Unidata - To provide the data services, tools, and cyberinfrastructure leadership that advance Earth system science, enhance educational opportunities, and broaden participation. Unidata
         
  advanced  
 

Thematic Real-time Environmental Distributed Data Services
(THREDDS)
Incorporating Real-time Environmental Data and Interactive Analysis Tools Into NSDL

Ben Domenico, John Caron, Ethan Davis, and Robb Kambic
Unidata Program Center
University Corporation for Atmospheric Research

P.O. Box 3000
Boulder, CO 80307
USA

Stefano Nativi
University of Florence - Polo di Prato
Piazza Ciardi, 25
59100 Prato
ITALY

1. Overview

In "The Absorbent Mind," Maria Montessori described education simply and elegantly: "It is not acquired by listening to words, but in virtue of experiences in which the child acts on his environment." On a different level with more detail, the National Science Education Standards describe a learning process based on inquiry: "Inquiry is a multifaceted activity that involves ... using tools to gather, analyze, and interpret data; proposing answers, explanations, and predictions; and communicating the results. " These quotes capture the essence of the interactive data environment that THREDDS will foster.

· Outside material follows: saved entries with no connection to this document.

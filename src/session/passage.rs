use std::ops::Range;

use icu_normalizer::ComposingNormalizerBorrowed;

use crate::keyboard::display::LINE_BREAK;

/// Stable identity for a passage, keyed on its normalized text.
pub type PassageId = u64;

const FNV_OFFSET: u64 = 0xcbf2_9ce4_8422_2325;
const FNV_PRIME: u64 = 0x0000_0100_0000_01b3;

/// FNV-1a over the UTF-8 bytes. Must not change between releases: ids are persisted.
pub fn passage_id(text: &str) -> PassageId {
    text.bytes().fold(FNV_OFFSET, |hash, byte| {
        (hash ^ byte as u64).wrapping_mul(FNV_PRIME)
    })
}

#[derive(Clone, Copy, Debug, PartialEq, Eq)]
pub struct Target {
    pub character: char,
    pub is_line_break: bool,
}

impl Target {
    fn char(character: char) -> Self {
        Self {
            character,
            is_line_break: false,
        }
    }

    fn line_break() -> Self {
        Self {
            character: LINE_BREAK,
            is_line_break: true,
        }
    }
}

/// A run of targets up to and including its trailing whitespace. A line
/// break is a word of its own.
#[derive(Clone, Debug, Default, PartialEq, Eq)]
pub struct Word {
    targets: Vec<Target>,
}

impl Word {
    pub fn targets(&self) -> &[Target] {
        &self.targets
    }

    pub fn len(&self) -> usize {
        self.targets.len()
    }

    pub fn is_empty(&self) -> bool {
        self.targets.is_empty()
    }

    pub fn is_line_break(&self) -> bool {
        matches!(self.targets.as_slice(), [t] if t.is_line_break)
    }
}

/// Word-major coordinates of a target.
#[derive(Clone, Copy, Debug, PartialEq, Eq)]
pub struct Position {
    pub word: usize,
    pub offset: usize,
}

#[derive(Clone, Debug, Default)]
pub struct Passage {
    id: PassageId,
    words: Vec<Word>,
    /// Flat index of each word's first target.
    word_starts: Vec<usize>,
    total: usize,
}

impl Passage {
    /// Normalize raw text and split it into words.
    ///
    /// Text is composed to NFC, split into lines, and the smallest leading
    /// space count among non-blank lines is sliced off every line. Each line is
    /// tokenized so that a word keeps its trailing whitespace, and a line-break
    /// target is placed between consecutive lines. Text with no non-blank line
    /// yields an empty passage.
    pub fn build(raw: &str) -> Self {
        let composed = ComposingNormalizerBorrowed::new_nfc().normalize(raw);
        let lines: Vec<&str> = composed
            .split('\n')
            .map(|line| line.strip_suffix('\r').unwrap_or(line))
            .collect();

        let Some(indent) = lines
            .iter()
            .filter(|line| !line.trim().is_empty())
            .map(|line| line.chars().take_while(|&c| c == ' ').count())
            .min()
        else {
            return Self::default();
        };

        let normalized: Vec<&str> = lines.iter().map(|line| strip_indent(line, indent)).collect();

        let mut words = Vec::new();
        for (line_idx, line) in normalized.iter().enumerate() {
            words.extend(split_words(line));
            if line_idx + 1 < normalized.len() {
                words.push(Word {
                    targets: vec![Target::line_break()],
                });
            }
        }

        let mut word_starts = Vec::with_capacity(words.len());
        let mut total = 0;
        for word in &words {
            word_starts.push(total);
            total += word.len();
        }

        Self {
            id: passage_id(&normalized.join("\n")),
            words,
            word_starts,
            total,
        }
    }

    pub fn id(&self) -> PassageId {
        self.id
    }

    pub fn words(&self) -> &[Word] {
        &self.words
    }

    /// Total number of targets across all words.
    pub fn len(&self) -> usize {
        self.total
    }

    pub fn is_empty(&self) -> bool {
        self.total == 0
    }

    pub fn targets(&self) -> impl Iterator<Item = &Target> {
        self.words.iter().flat_map(|w| w.targets.iter())
    }

    pub fn target(&self, index: usize) -> Option<&Target> {
        let pos = self.position_of(index)?;
        self.words[pos.word].targets.get(pos.offset)
    }

    pub fn position_of(&self, index: usize) -> Option<Position> {
        if index >= self.total {
            return None;
        }
        // Last word starting at or before `index`; empty words never occur.
        let word = self.word_starts.partition_point(|&start| start <= index) - 1;
        Some(Position {
            word,
            offset: index - self.word_starts[word],
        })
    }

    pub fn index_of(&self, pos: Position) -> usize {
        self.word_starts[pos.word] + pos.offset
    }

    pub fn word_range(&self, word: usize) -> Range<usize> {
        let start = self.word_starts[word];
        start..start + self.words[word].len()
    }

    /// The target typed just before `pos`.
    ///
    /// Inside a word this is the previous character. At the first character of
    /// a word it is the last target of the preceding word, which may be a
    /// line-break word.
    pub fn previous_position(&self, pos: Position) -> Option<Position> {
        if pos.offset > 0 {
            return Some(Position {
                word: pos.word,
                offset: pos.offset - 1,
            });
        }
        self.words[..pos.word]
            .iter()
            .rposition(|w| !w.is_empty())
            .map(|word| Position {
                word,
                offset: self.words[word].len() - 1,
            })
    }

    /// The passage as typed text, line breaks as `\n`.
    pub fn text(&self) -> String {
        self.targets()
            .map(|t| if t.is_line_break { '\n' } else { t.character })
            .collect()
    }
}

/// Slice `n` leading characters; shorter (blank) lines become empty.
fn strip_indent(line: &str, n: usize) -> &str {
    match line.char_indices().nth(n) {
        Some((byte_idx, _)) => &line[byte_idx..],
        None => "",
    }
}

fn split_words(line: &str) -> Vec<Word> {
    let mut words = Vec::new();
    let mut current = Vec::new();
    for ch in line.chars() {
        current.push(Target::char(ch));
        if ch.is_whitespace() {
            words.push(Word {
                targets: std::mem::take(&mut current),
            });
        }
    }
    if !current.is_empty() {
        words.push(Word { targets: current });
    }
    words
}
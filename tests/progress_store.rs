use std::fs;

use chrono::{TimeZone, Utc};
use tempfile::TempDir;

use keyline::session::SessionResult;
use keyline::store::progress::STORAGE_KEY;
use keyline::store::{JsonStore, KvBackend, ProgressRecord, ProgressStore};

fn result(passage_id: u64, wpm: u32, accuracy: f64, score: u32, ms: i64) -> SessionResult {
    SessionResult {
        passage_id,
        wpm,
        accuracy,
        score,
        timestamp: Utc.timestamp_millis_opt(ms).unwrap(),
    }
}

fn disk_store(dir: &TempDir) -> ProgressStore {
    let backend = JsonStore::with_base_dir(dir.path().to_path_buf()).unwrap();
    ProgressStore::new(Box::new(backend))
}

#[test]
fn two_results_fold_into_aggregates() {
    let dir = TempDir::new().unwrap();
    let mut store = disk_store(&dir);
    store.save_result(result(1, 40, 90.0, 70, 1_000)).unwrap();
    store.save_result(result(1, 60, 80.0, 75, 2_000)).unwrap();

    let record = disk_store(&dir).get_progress().unwrap();
    assert_eq!(record.overall_stats.best_wpm, 60);
    assert_eq!(record.overall_stats.average_wpm, 50.0);
    assert_eq!(record.overall_stats.average_accuracy, 85.0);
    assert_eq!(record.overall_stats.total_attempts, 2);
    assert_eq!(record.per_passage_stats[&1].attempts, 2);
    assert_eq!(record.per_passage_stats[&1].best_score, 75);
    assert_eq!(record.last_session.map(|t| t.timestamp_millis()), Some(2_000));
}

#[test]
fn clear_returns_to_initial_shape() {
    let dir = TempDir::new().unwrap();
    let mut store = disk_store(&dir);
    let initial = store.get_progress().unwrap();
    assert_eq!(initial, ProgressRecord::default());

    for i in 0..5 {
        store.save_result(result(i, 30 + i as u32, 95.0, 60, i as i64)).unwrap();
    }
    store.clear_progress().unwrap();
    assert_eq!(store.get_progress().unwrap(), initial);
}

#[test]
fn recent_history_is_newest_first() {
    let mut store = ProgressStore::in_memory();
    for (i, ms) in [300, 100, 500, 200].into_iter().enumerate() {
        store.save_result(result(i as u64, 40, 100.0, 80, ms)).unwrap();
    }
    let recent: Vec<i64> = store
        .recent_history(3)
        .unwrap()
        .iter()
        .map(|r| r.timestamp.timestamp_millis())
        .collect();
    assert_eq!(recent, vec![500, 300, 200]);
}

#[test]
fn corrupted_document_is_reset() {
    let dir = TempDir::new().unwrap();
    let mut backend = JsonStore::with_base_dir(dir.path().to_path_buf()).unwrap();
    backend.set(STORAGE_KEY, "{not json").unwrap();

    let mut store = disk_store(&dir);
    assert_eq!(store.get_progress().unwrap(), ProgressRecord::default());

    let on_disk = fs::read_to_string(dir.path().join(format!("{STORAGE_KEY}.json"))).unwrap();
    let parsed: ProgressRecord = serde_json::from_str(&on_disk).unwrap();
    assert_eq!(parsed, ProgressRecord::default());
}

#[test]
fn stored_document_uses_camel_case_keys() {
    let dir = TempDir::new().unwrap();
    let mut store = disk_store(&dir);
    store.save_result(result(7, 42, 97.5, 81, 1_234)).unwrap();

    let on_disk = fs::read_to_string(dir.path().join(format!("{STORAGE_KEY}.json"))).unwrap();
    let value: serde_json::Value = serde_json::from_str(&on_disk).unwrap();
    assert_eq!(value["overallStats"]["bestWPM"], 42);
    assert_eq!(value["perPassageStats"]["7"]["attempts"], 1);
    assert_eq!(value["history"][0]["timestamp"], 1_234);
    assert_eq!(value["lastSession"], 1_234);
}
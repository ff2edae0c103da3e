//! In-memory stand-ins for Discord and the flag server.

use std::collections::VecDeque;
use std::sync::atomic::{AtomicU64, Ordering};
use std::sync::Mutex;
use std::time::Duration;

use anyhow::{bail, Result};
use bytes::Bytes;
use serenity::async_trait;
use serenity::model::id::{ChannelId, MessageId};
use tokio::time::{self, Instant};

use crate::discord::TextMessage;
use crate::game::{Chat, FlagSource};

pub fn host() -> ChannelId {
    ChannelId::new(1272172313919488055)
}

pub fn elsewhere() -> ChannelId {
    ChannelId::new(99)
}

/// A message from a member allowed to manage messages.
pub fn text(channel: ChannelId, body: &str) -> TextMessage {
    TextMessage {
        channel,
        body: body.to_string(),
        can_manage_messages: true,
    }
}

#[derive(Clone, Debug, PartialEq, Eq)]
pub enum Post {
    Flag(ChannelId),
    Timeout(ChannelId, String),
    Say(ChannelId, String),
    Deleted(ChannelId, Vec<MessageId>),
}

#[derive(Default)]
pub struct FakeChat {
    /// Every post with the (paused) clock reading it was made at.
    pub posts: Mutex<Vec<(Instant, Post)>>,
    /// Messages of every channel, oldest first.
    pub history: Mutex<Vec<(ChannelId, MessageId)>>,
    pub next_id: AtomicU64,
    pub fail_posts: bool,
}

impl FakeChat {
    pub fn with_history(channel: ChannelId, count: usize) -> FakeChat {
        let chat = FakeChat::default();

        for _ in 0..count {
            chat.push(channel);
        }

        chat
    }

    pub fn posts(&self) -> Vec<Post> {
        self.timeline().into_iter().map(|(_, post)| post).collect()
    }

    pub fn timeline(&self) -> Vec<(Instant, Post)> {
        self.posts.lock().unwrap().clone()
    }

    pub fn history(&self, channel: ChannelId) -> Vec<MessageId> {
        self.history
            .lock()
            .unwrap()
            .iter()
            .filter(|(c, _)| *c == channel)
            .map(|(_, id)| *id)
            .collect()
    }

    fn push(&self, channel: ChannelId) -> MessageId {
        let id = MessageId::new(self.next_id.fetch_add(1, Ordering::SeqCst) + 1);
        self.history.lock().unwrap().push((channel, id));
        id
    }

    fn post(&self, channel: ChannelId, post: Post) -> Result<MessageId> {
        if self.fail_posts {
            bail!("Unknown Channel");
        }

        self.posts.lock().unwrap().push((Instant::now(), post));
        Ok(self.push(channel))
    }
}

#[async_trait]
impl Chat for FakeChat {
    async fn announce_flag(
        &self,
        channel: ChannelId,
        _png: Bytes,
        _window: Duration,
    ) -> Result<()> {
        self.post(channel, Post::Flag(channel))?;
        Ok(())
    }

    async fn announce_timeout(&self, channel: ChannelId, answer: &str) -> Result<()> {
        self.post(channel, Post::Timeout(channel, answer.to_string()))?;
        Ok(())
    }

    async fn say(&self, channel: ChannelId, text: &str) -> Result<MessageId> {
        self.post(channel, Post::Say(channel, text.to_string()))
    }

    async fn recent_messages(&self, channel: ChannelId, limit: u8) -> Result<Vec<MessageId>> {
        let mut messages = self.history(channel);
        messages.reverse();
        messages.truncate(limit as usize);

        Ok(messages)
    }

    async fn delete_messages(&self, channel: ChannelId, messages: &[MessageId]) -> Result<()> {
        self.history.lock().unwrap().retain(|(_, id)| !messages.contains(id));
        self.posts
            .lock()
            .unwrap()
            .push((Instant::now(), Post::Deleted(channel, messages.to_vec())));

        Ok(())
    }
}

#[derive(Default)]
pub struct FakeFlags {
    pub fail: bool,
    /// How long each successive fetch takes; instant once these run out.
    pub delays: Mutex<VecDeque<Duration>>,
}

impl FakeFlags {
    pub fn with_delays(delays: Vec<Duration>) -> FakeFlags {
        FakeFlags { delays: Mutex::new(delays.into()), ..FakeFlags::default() }
    }
}

#[async_trait]
impl FlagSource for FakeFlags {
    async fn fetch_png(&self, url: &str) -> Result<Bytes> {
        let delay = self.delays.lock().unwrap().pop_front();

        if let Some(delay) = delay {
            time::sleep(delay).await;
        }

        if self.fail {
            bail!("failed to fetch image from {}: status 404 Not Found", url);
        }

        Ok(Bytes::from_static(b"\x89PNG"))
    }
}
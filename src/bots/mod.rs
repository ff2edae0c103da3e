pub mod flags;
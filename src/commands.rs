use std::time::Duration;

use anyhow::Result;
use tokio::time;
use tracing::{info, warn};

use crate::discord::{self, TextMessage};
use crate::game::Chat;

/// The most messages a single bulk delete can take.
const MAX_CLEAR: i64 = 100;

/// How long the `clear` confirmation stays up.
const CONFIRMATION_LIFETIME: Duration = Duration::from_secs(5);

/// Runs the command in `message`, if there is one. Anything else is dropped.
pub async fn dispatch(chat: &impl Chat, message: &TextMessage) -> Result<()> {
    if let Some(args) = discord::get_command("clear", &message.body) {
        return clear(chat, message, args).await;
    }

    Ok(())
}

async fn clear(chat: &impl Chat, message: &TextMessage, args: &str) -> Result<()> {
    if !message.can_manage_messages {
        warn!(channel = %message.channel, "clear: caller lacks the Manage Messages permission");
        return Ok(());
    }

    let Some(amount) = parse_amount(args) else {
        warn!(args, "clear: expected a number of messages");
        return Ok(());
    };

    if amount <= 0 {
        chat.say(message.channel, "Please specify a positive number of messages to delete.")
            .await?;
        return Ok(());
    }

    // the command message itself counts towards the amount
    let limit = amount.min(MAX_CLEAR) as u8;
    let messages = chat.recent_messages(message.channel, limit).await?;

    chat.delete_messages(message.channel, &messages).await?;

    info!(channel = %message.channel, "cleared {} message(s)", messages.len());

    let confirmation = chat
        .say(message.channel, &format!("Deleted {} message(s).", messages.len()))
        .await?;

    time::sleep(CONFIRMATION_LIFETIME).await;

    chat.delete_messages(message.channel, &[confirmation]).await
}

fn parse_amount(args: &str) -> Option<i64> {
    args.split_whitespace().next()?.parse().ok()
}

Each second of each day, observing systems around the globe are gathering data that provide snapshots of almost every measurable aspect of our environment: satellites monitor cloud movements, tmospheric constituents,and the temperature of the land and ocean surfaces. Lightning strikes are recorded as they occur throughout the country. Global positioning system and seismic sensors monitor tiny movements as well as major shifts of the planet's tectonic plates. Modeling programs are being developed that use the current data to forecast future evolution on scales ranging from short-term weather forecasts to very long-term climatic changes.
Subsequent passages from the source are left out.